There are a number of obvious alternatives here. One which has been used in a lot of programming languages is just to put a flag at the top of an article page indicating either a version {{#version:2}}
, a particular language {{#markup:wikitext-2.0}}
, or something more granular to enable specific new features, like {{#usefeature:backticks}}
. Articles can transclude other articles, and we need to decide whether that feature flag or language version necessarily applies to transcluded content as well, or not.
Another option would be to use an extra bit of metadata, a “slot” in the Multi-Content Revisions model, to record a version identifier or set of enabled features.
Each article page also has a “content model”. This is typically used to distinguish wikitext pages from, say, Scribunto modules, or JavaScript gadgets, or TemplateStyles CSS. But we could also use it to mark certain articles as “wikitext 2.0” without using inline markup or an MCR slot.

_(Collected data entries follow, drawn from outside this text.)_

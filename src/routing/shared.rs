//! Atomically swappable routing snapshot.

use std::sync::Arc;

use arc_swap::ArcSwap;

use crate::config::EdgeConfig;
use crate::routing::router::EdgeRouter;
use crate::rules::LoadReport;

/// Shared handle to the current `EdgeRouter`.
///
/// Requests take a snapshot and keep it for their whole lifetime; a reload
/// builds a complete new router and swaps it in with a single store.
#[derive(Debug, Clone)]
pub struct SharedRouter {
    current: Arc<ArcSwap<EdgeRouter>>,
}

impl SharedRouter {
    pub fn new(router: EdgeRouter) -> Self {
        Self {
            current: Arc::new(ArcSwap::from_pointee(router)),
        }
    }

    pub fn snapshot(&self) -> Arc<EdgeRouter> {
        self.current.load_full()
    }

    /// Install a fully built router.
    pub fn replace(&self, router: EdgeRouter) {
        self.current.store(Arc::new(router));
    }

    /// Re-fetch the control documents under `config`, keeping the current
    /// store, invoker and sub-route stores. Documents that cannot be fetched
    /// keep their current rules.
    pub async fn reload(&self, config: Arc<EdgeConfig>) -> LoadReport {
        let current = self.snapshot();
        let (router, report) =
            EdgeRouter::load_after(&current, config, current.store(), current.invoker()).await;

        let router = if router.config().static_site.subroutes
            == current.config().static_site.subroutes
        {
            router.with_subroutes(current.subroutes().to_vec())
        } else {
            router
        };
        self.replace(router);

        tracing::info!(
            loaded = report.loaded.len(),
            missing = report.missing.len(),
            failed = report.failures.len(),
            rejected = report.rejected.len(),
            retained = report.retained.len(),
            "Routing rules reloaded"
        );
        report
    }

    /// Re-fetch the control documents under the current config.
    pub async fn refresh(&self) -> LoadReport {
        let config = self.snapshot().config().clone();
        self.reload(config).await
    }
}

#[cfg(test)]
mod tests {
    use super::*;
    use async_trait::async_trait;

    use crate::functions::{DispatchError, FunctionInvoker, FunctionRequest, FunctionResponse};
    use crate::rules::{DocumentKind, RuleSet};
    use crate::storage::{MemoryObjectStore, ObjectStore, StorageError, StoredObject};

    #[derive(Debug)]
    struct NoFunctions;

    #[async_trait]
    impl FunctionInvoker for NoFunctions {
        async fn invoke(
            &self,
            _function_id: &str,
            _request: FunctionRequest,
        ) -> Result<FunctionResponse, DispatchError> {
            Err(DispatchError::Transport("unused".into()))
        }
    }

    #[tokio::test]
    async fn test_snapshot_survives_reload() {
        let store = MemoryObjectStore::new();
        let shared = SharedRouter::new(EdgeRouter::new(
            Arc::new(EdgeConfig::default()),
            RuleSet::empty(),
            Arc::new(store.clone()),
            Arc::new(NoFunctions),
        ));

        let before = shared.snapshot();
        store.put_text(
            "redirects.json",
            "application/json",
            r#"{"/old": {"status": 301, "target": "/new"}}"#,
        );

        let report = shared.refresh().await;
        assert!(report.is_clean());

        assert!(before.rules().redirects.rules().is_empty());
        assert_eq!(shared.snapshot().rules().redirects.rules().len(), 1);
    }

    #[derive(Debug)]
    struct Unreachable;

    #[async_trait]
    impl ObjectStore for Unreachable {
        async fn get(&self, _key: &str) -> Result<StoredObject, StorageError> {
            Err(StorageError::Backend("connection refused".into()))
        }
    }

    #[tokio::test]
    async fn test_refresh_keeps_rules_of_unreachable_documents() {
        let store = MemoryObjectStore::new();
        store.put_text(
            "authorizations.json",
            "application/json",
            r#"{"/admin/.*": {"username": "a", "password": "b"}}"#,
        );
        let (router, _) = EdgeRouter::load(
            Arc::new(EdgeConfig::default()),
            Arc::new(store),
            Arc::new(NoFunctions),
        )
        .await;
        assert_eq!(router.rules().auth.rules().len(), 1);

        // Same config, but the store behind it is now down.
        let config = router.config().clone();
        let shared = SharedRouter::new(EdgeRouter::new(
            config,
            router.rules().clone(),
            Arc::new(Unreachable),
            Arc::new(NoFunctions),
        ));

        let report = shared.refresh().await;
        assert!(report.retained(DocumentKind::Authorizations));
        assert_eq!(shared.snapshot().rules().auth.rules().len(), 1);
    }
}
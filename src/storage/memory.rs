//! In-memory object store.

use std::sync::Arc;

use async_trait::async_trait;
use dashmap::DashMap;

use crate::storage::{ObjectStore, StorageError, StoredObject};

/// A thread-safe in-memory bucket, used for embedding and tests.
#[derive(Debug, Clone, Default)]
pub struct MemoryObjectStore {
    objects: Arc<DashMap<String, StoredObject>>,
    public_base: Option<String>,
}

impl MemoryObjectStore {
    pub fn new() -> Self {
        Self::default()
    }

    /// Report `{base}/{key}` as the public URL of every object.
    pub fn with_public_base(mut self, base: impl Into<String>) -> Self {
        self.public_base = Some(base.into());
        self
    }

    /// Insert or replace an object.
    pub fn put(&self, key: impl Into<String>, object: StoredObject) {
        self.objects.insert(key.into(), object);
    }

    /// Insert a text object with the given content type.
    pub fn put_text(&self, key: impl Into<String>, content_type: &str, body: impl Into<String>) {
        self.put(
            key,
            StoredObject::new(body.into()).with_content_type(content_type),
        );
    }

    pub fn remove(&self, key: &str) {
        self.objects.remove(key);
    }

    pub fn len(&self) -> usize {
        self.objects.len()
    }

    pub fn is_empty(&self) -> bool {
        self.objects.is_empty()
    }
}

#[async_trait]
impl ObjectStore for MemoryObjectStore {
    async fn get(&self, key: &str) -> Result<StoredObject, StorageError> {
        self.objects
            .get(key)
            .map(|r| r.value().clone())
            .ok_or_else(|| StorageError::NotFound(key.to_string()))
    }

    fn public_url(&self, key: &str) -> Option<String> {
        self.public_base
            .as_ref()
            .map(|base| format!("{}/{}", base.trim_end_matches('/'), key))
    }
}

#[cfg(test)]
mod tests {
    use super::*;

    #[tokio::test]
    async fn test_put_get_remove() {
        let store = MemoryObjectStore::new();
        store.put_text("index.html", "text/html", "<h1>hi</h1>");

        let object = store.get("index.html").await.unwrap();
        assert_eq!(object.content_type.as_deref(), Some("text/html"));
        assert_eq!(&object.body[..], b"<h1>hi</h1>");

        store.remove("index.html");
        assert!(matches!(
            store.get("index.html").await,
            Err(StorageError::NotFound(_))
        ));
    }

    #[test]
    fn test_public_url() {
        let store = MemoryObjectStore::new();
        assert_eq!(store.public_url("a.bin"), None);

        let store = store.with_public_base("https://cdn.example.com/");
        assert_eq!(
            store.public_url("a.bin").as_deref(),
            Some("https://cdn.example.com/a.bin")
        );
    }
}
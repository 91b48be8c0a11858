//! Structured logging.
//!
//! # Responsibilities
//! - Initialize the tracing subscriber once per process
//! - Choose pretty or JSON output from config
//!
//! # Design Decisions
//! - `RUST_LOG` wins over the configured level
//! - Re-initialization (tests, embedding) is a silent no-op

use tracing_subscriber::{layer::SubscriberExt, util::SubscriberInitExt, EnvFilter};

use crate::config::{LogFormat, ObservabilityConfig};

/// Directive used when neither `RUST_LOG` nor the config names a level.
const DEFAULT_DIRECTIVE: &str = "edge_router=info,tower_http=info";

fn filter_for(config: &ObservabilityConfig) -> EnvFilter {
    EnvFilter::try_from_default_env().unwrap_or_else(|_| {
        let level = config.log_level.trim();
        if level.is_empty() {
            EnvFilter::new(DEFAULT_DIRECTIVE)
        } else {
            EnvFilter::try_new(level).unwrap_or_else(|_| EnvFilter::new(DEFAULT_DIRECTIVE))
        }
    })
}

/// Install the global subscriber.
pub fn init_logging(config: &ObservabilityConfig) {
    let registry = tracing_subscriber::registry().with(filter_for(config));

    let result = match config.log_format {
        LogFormat::Json => registry
            .with(tracing_subscriber::fmt::layer().json().with_current_span(true))
            .try_init(),
        LogFormat::Pretty => registry.with(tracing_subscriber::fmt::layer()).try_init(),
    };

    if result.is_err() {
        tracing::debug!("Logging already initialized");
    }
}

#[cfg(test)]
mod tests {
    use super::*;

    #[test]
    fn test_init_twice_is_harmless() {
        let config = ObservabilityConfig {
            log_format: LogFormat::Json,
            ..ObservabilityConfig::default()
        };
        init_logging(&config);
        init_logging(&config);
    }
}
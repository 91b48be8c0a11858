//! Lifecycle management subsystem.
//!
//! # Data Flow
//! ```text
//! Startup (startup.rs):
//!     Load config → Validate → Build store + invoker → Fetch control
//!     documents → Install routing snapshot → Start listener
//!
//! Shutdown (shutdown.rs):
//!     Signal received → Stop accepting → Drain connections → Exit
//!
//! Signals (signals.rs):
//!     SIGTERM/SIGINT → Trigger graceful shutdown
//!     SIGHUP → Re-fetch control documents
//! ```
//!
//! # Design Decisions
//! - Ordered startup: config first, then collaborators, then listener
//! - Reloads build a complete snapshot before swapping it in

pub mod shutdown;
pub mod signals;
pub mod startup;

pub use shutdown::{Shutdown, ShutdownSignal};
pub use startup::{bootstrap, StartupError};
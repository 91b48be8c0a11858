//! HTTP protocol handling subsystem.
//!
//! # Data Flow
//! ```text
//! TCP connection
//!     → server.rs (Axum setup, middleware stack)
//!     → request.rs (request ID)
//!     → middleware/cors.rs (OPTIONS guard, CorsLayer)
//!     → routing::EdgeRouter (path decoding, decision + outcome)
//!     → response.rs (status, headers, body)
//!     → Send to client
//! ```

pub mod middleware;
pub mod request;
pub mod response;
pub mod server;

pub use request::X_REQUEST_ID;
pub use server::{AppState, HttpServer};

Either way I’d expect it would look like this in VisualEditor: a metadata dialog that would let you either select the wikitext version or toggle specific feature flags, which would be recorded either in the wikitext or in the MCR slot.
It’s worth noting that the UX for changing a page’s content model already exists. You could simply select “wikitext2” in the standard dialog.
But currently you need special permissions in order to change a page’s content model. I think setting a feature flag for a page is something an ordinary editor should be able to do for a page they are writing.